Premier: Praworządność stała się w Unii Europejskiej pałką propagandową
– Chciałbym przedstawić kilka zasadniczych informacji i przemyśleń dotyczących sprawy dla Polski najważniejszej, która dotyczy tego, czy nasz los ma być w naszych rękach, czy będziemy sami decydować o naszych sprawach, czy będzie w rękach innych. To nie jest podział na prawicę, lewicę, to jest podział na tych, którzy chcą, żeby naród polski decydował sam za siebie i na tych, którzy chcą, żeby kilku urzędników w Brukseli decydowało o naszym losie – mówił Morawiecki.
– Rok 2020 to bardzo dziwny, trudny rok i wyjście z tego roku z tarczą będzie możliwe, jeśli będziemy solidarni, jeśli będziemy prowadzili politykę wyłącznie w interesie państwa polskiego, narodu polskiego i dlatego w okolicznościach, które wszyscy dobrze znamy chciałbym przedstawić Wysokiej Izbie, jak patrzymy na tę sprawę, jak patrzę na sprawy związane z tzw. wetem, tzw. budżetem UE i europejskim funduszem odbudowy – dodał szef rządu.
Premier zarzucił europejskim liderom, że nierówno traktują inne państwa członkowskie.
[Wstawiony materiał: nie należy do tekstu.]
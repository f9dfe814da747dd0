//! Configuration for the Spring exporter.

use std::path::Path;
use std::time::Duration;

use serde::{Deserialize, Serialize};
use thiserror::Error;

use crate::mapping::is_valid_metric_name;

/// Configuration errors.
#[derive(Debug, Error)]
pub enum ConfigError {
    #[error("Failed to read config file: {0}")]
    Io(#[from] std::io::Error),
    #[error("Failed to parse config: {0}")]
    Parse(#[from] json5::Error),
    #[error("Validation error: {0}")]
    Validation(String),
}

/// Complete exporter configuration.
#[derive(Debug, Clone, Default, Serialize, Deserialize)]
pub struct ExporterConfig {
    /// Scrape target settings.
    #[serde(default)]
    pub target: TargetConfig,

    /// HTTP listener settings.
    #[serde(default)]
    pub server: ServerConfig,

    /// Logging configuration.
    #[serde(default)]
    pub logging: LoggingConfig,
}

/// The Spring endpoint to scrape and how to publish its values.
///
/// Set once at startup and never mutated afterwards.
#[derive(Debug, Clone, Serialize, Deserialize)]
pub struct TargetConfig {
    /// Metrics endpoint URI (default: "http://localhost:8080/metrics").
    #[serde(default = "default_uri")]
    pub uri: String,

    /// Metric namespace prefix (default: "spring").
    #[serde(default = "default_namespace")]
    pub namespace: String,

    /// Skip TLS certificate verification.
    #[serde(default)]
    pub insecure: bool,

    /// Basic auth username. Sent even when empty.
    #[serde(default)]
    pub basic_auth_user: String,

    /// Basic auth password. Sent even when empty.
    #[serde(default)]
    pub basic_auth_password: String,

    /// Request timeout covering the whole round trip (seconds).
    #[serde(default = "default_timeout")]
    pub timeout_secs: u64,
}

fn default_uri() -> String {
    "http://localhost:8080/metrics".to_string()
}

fn default_namespace() -> String {
    "spring".to_string()
}

fn default_timeout() -> u64 {
    10
}

impl TargetConfig {
    /// Request timeout as a [`Duration`].
    pub fn timeout(&self) -> Duration {
        Duration::from_secs(self.timeout_secs)
    }
}

impl Default for TargetConfig {
    fn default() -> Self {
        Self {
            uri: default_uri(),
            namespace: default_namespace(),
            insecure: false,
            basic_auth_user: String::new(),
            basic_auth_password: String::new(),
            timeout_secs: default_timeout(),
        }
    }
}

/// Prometheus HTTP endpoint configuration.
#[derive(Debug, Clone, Serialize, Deserialize)]
pub struct ServerConfig {
    /// Address to listen on (default: "0.0.0.0:9420").
    #[serde(default = "default_listen")]
    pub listen: String,

    /// Path for metrics endpoint (default: "/metrics").
    #[serde(default = "default_path")]
    pub path: String,
}

fn default_listen() -> String {
    "0.0.0.0:9420".to_string()
}

fn default_path() -> String {
    "/metrics".to_string()
}

impl Default for ServerConfig {
    fn default() -> Self {
        Self {
            listen: default_listen(),
            path: default_path(),
        }
    }
}

/// Logging configuration.
#[derive(Debug, Clone, Serialize, Deserialize)]
pub struct LoggingConfig {
    /// Log level: "trace", "debug", "info", "warn", "error".
    #[serde(default = "default_log_level")]
    pub level: String,

    /// Log output format: "text" or "json".
    #[serde(default)]
    pub format: LogFormat,
}

fn default_log_level() -> String {
    "info".to_string()
}

impl Default for LoggingConfig {
    fn default() -> Self {
        Self {
            level: default_log_level(),
            format: LogFormat::default(),
        }
    }
}

/// Log output format.
#[derive(Debug, Clone, Copy, Default, PartialEq, Eq, Serialize, Deserialize)]
#[serde(rename_all = "lowercase")]
pub enum LogFormat {
    #[default]
    Text,
    Json,
}

impl ExporterConfig {
    /// Load configuration from a JSON5 file.
    pub fn load_from_file<P: AsRef<Path>>(path: P) -> Result<Self, ConfigError> {
        let content = std::fs::read_to_string(path)?;
        Self::parse(&content)
    }

    /// Parse configuration from a JSON5 string.
    pub fn parse(content: &str) -> Result<Self, ConfigError> {
        let config: ExporterConfig = json5::from_str(content)?;
        config.validate()?;
        Ok(config)
    }

    /// Validate the configuration.
    pub fn validate(&self) -> Result<(), ConfigError> {
        let uri = reqwest::Url::parse(&self.target.uri).map_err(|e| {
            ConfigError::Validation(format!("Invalid target uri {}: {}", self.target.uri, e))
        })?;
        if uri.scheme() != "http" && uri.scheme() != "https" {
            return Err(ConfigError::Validation(format!(
                "Target uri must use http or https, got {}",
                uri.scheme()
            )));
        }

        // The namespace is followed by '_', so it only has to be a valid name prefix.
        if !self.target.namespace.is_empty() && !is_valid_metric_name(&self.target.namespace) {
            return Err(ConfigError::Validation(format!(
                "Invalid namespace: {}",
                self.target.namespace
            )));
        }

        if self.target.timeout_secs == 0 {
            return Err(ConfigError::Validation(
                "timeout_secs must be > 0".to_string(),
            ));
        }

        if self.server.listen.parse::<std::net::SocketAddr>().is_err() {
            return Err(ConfigError::Validation(format!(
                "Invalid listen address: {}",
                self.server.listen
            )));
        }

        if !self.server.path.starts_with('/') {
            return Err(ConfigError::Validation(
                "Metrics path must start with /".to_string(),
            ));
        }

        if self.server.path == "/" || self.server.path == "/health" {
            return Err(ConfigError::Validation(format!(
                "Metrics path {} is reserved",
                self.server.path
            )));
        }

        Ok(())
    }
}
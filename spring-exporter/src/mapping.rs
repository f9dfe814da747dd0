//! Mapping from raw Spring metric keys to Prometheus metric names.

/// Sanitize a raw payload key to be usable inside a Prometheus metric name.
///
/// Every character outside `[a-zA-Z0-9:_]` is replaced by its own
/// underscore. Runs are not collapsed, so `"a..b"` becomes `"a__b"`.
/// The function is total and idempotent; the empty string maps to itself.
pub fn sanitize_key(key: &str) -> String {
    key.chars()
        .map(|c| if is_name_char(c) { c } else { '_' })
        .collect()
}

/// Build a fully qualified metric name from a namespace and a name.
///
/// Non-empty parts are joined with `_`. An empty name yields an empty
/// string regardless of the namespace.
pub fn build_metric_name(namespace: &str, name: &str) -> String {
    if name.is_empty() {
        return String::new();
    }

    if namespace.is_empty() {
        name.to_string()
    } else {
        format!("{}_{}", namespace, name)
    }
}

/// Check whether a name matches `[a-zA-Z_:][a-zA-Z0-9_:]*`.
pub fn is_valid_metric_name(name: &str) -> bool {
    let mut chars = name.chars();

    match chars.next() {
        Some(first) if first.is_ascii_alphabetic() || first == '_' || first == ':' => {
            chars.all(is_name_char)
        }
        _ => false,
    }
}

fn is_name_char(c: char) -> bool {
    c.is_ascii_alphanumeric() || c == '_' || c == ':'
}

/// Value kind announced on the `# TYPE` line.
#[derive(Debug, Clone, Copy, PartialEq, Eq)]
pub enum ValueKind {
    /// Used for the `up` and `response_duration` meta-measurements.
    Gauge,
    /// Used for every payload value; no counter/gauge semantics are asserted.
    Untyped,
}

impl ValueKind {
    /// Get the TYPE comment string for Prometheus exposition format.
    pub fn as_str(&self) -> &'static str {
        match self {
            ValueKind::Gauge => "gauge",
            ValueKind::Untyped => "untyped",
        }
    }
}

#[cfg(test)]
mod tests {
    use super::*;

    #[test]
    fn test_sanitize_key_valid_unchanged() {
        assert_eq!(sanitize_key("heap_used"), "heap_used");
        assert_eq!(sanitize_key("foo:bar:baz"), "foo:bar:baz");
        assert_eq!(sanitize_key("Mem123"), "Mem123");
    }

    #[test]
    fn test_sanitize_key_dots_and_spaces() {
        assert_eq!(sanitize_key("jvm.memory.used"), "jvm_memory_used");
        assert_eq!(sanitize_key("disk free"), "disk_free");
        assert_eq!(sanitize_key("gauge.response.api-v1"), "gauge_response_api_v1");
    }

    #[test]
    fn test_sanitize_key_one_underscore_per_character() {
        assert_eq!(sanitize_key("a..b"), "a__b");
        assert_eq!(sanitize_key("///"), "___");
        assert_eq!(sanitize_key("counter.status.200.[id]"), "counter_status_200__id_");
    }

    #[test]
    fn test_sanitize_key_non_ascii() {
        assert_eq!(sanitize_key("température"), "temp_rature");
        assert_eq!(sanitize_key("日本"), "__");
    }

    #[test]
    fn test_sanitize_key_empty() {
        assert_eq!(sanitize_key(""), "");
    }

    #[test]
    fn test_sanitize_key_idempotent_and_total() {
        let inputs = [
            "",
            "simple",
            "jvm.memory.used",
            "a b\tc\nd",
            "ünïcödé",
            "x:y/z-w",
            "0leading.digit",
            "__already__",
        ];

        for input in inputs {
            let once = sanitize_key(input);
            assert_eq!(sanitize_key(&once), once, "not idempotent for {:?}", input);
            assert!(
                once.chars().all(is_name_char),
                "{:?} produced invalid characters: {:?}",
                input,
                once
            );
        }
    }

    #[test]
    fn test_build_metric_name() {
        assert_eq!(build_metric_name("spring", "up"), "spring_up");
        assert_eq!(
            build_metric_name("spring", "jvm_memory_used"),
            "spring_jvm_memory_used"
        );
        assert_eq!(build_metric_name("", "heap"), "heap");
        assert_eq!(build_metric_name("spring", ""), "");
    }

    #[test]
    fn test_is_valid_metric_name() {
        assert!(is_valid_metric_name("spring_up"));
        assert!(is_valid_metric_name("_private"));
        assert!(is_valid_metric_name(":recording:rule"));
        assert!(!is_valid_metric_name(""));
        assert!(!is_valid_metric_name("1abc"));
        assert!(!is_valid_metric_name("has space"));
    }

    #[test]
    fn test_value_kind_as_str() {
        assert_eq!(ValueKind::Gauge.as_str(), "gauge");
        assert_eq!(ValueKind::Untyped.as_str(), "untyped");
    }
}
Przypomniał, że Włochy, a także Grecja nie wykonały kilkunastu wyroków TSUE. Zarzucił także bierność Unii wobec ostrego tłumienia protestów żółtych kamizelek we Francji.
– Praworządność stała się w Unii Europejskiej pałką propagandową. Dobrze znamy takie pałki propagandowe z czasów poprzedniego ustroju – stwierdził Morawiecki.
– Mówimy głośne "tak" dla UE, mówimy jednak głośne "nie" mechanizmom, które pozwalają na nierówne traktowanie Polski i innych krajów – powiedział szef polskiego rządu.
Jak dodał, jest to „zwrotny moment w historii Unii Europejskiej”. – Decydowanie w oparciu o arbitralne zapisy rozporządzenia może doprowadzić do jej rozpadu; europejską racją stanu jest przestrzeganie wartości; to jutro powiem na Radzie Europejskiej – podkreślił.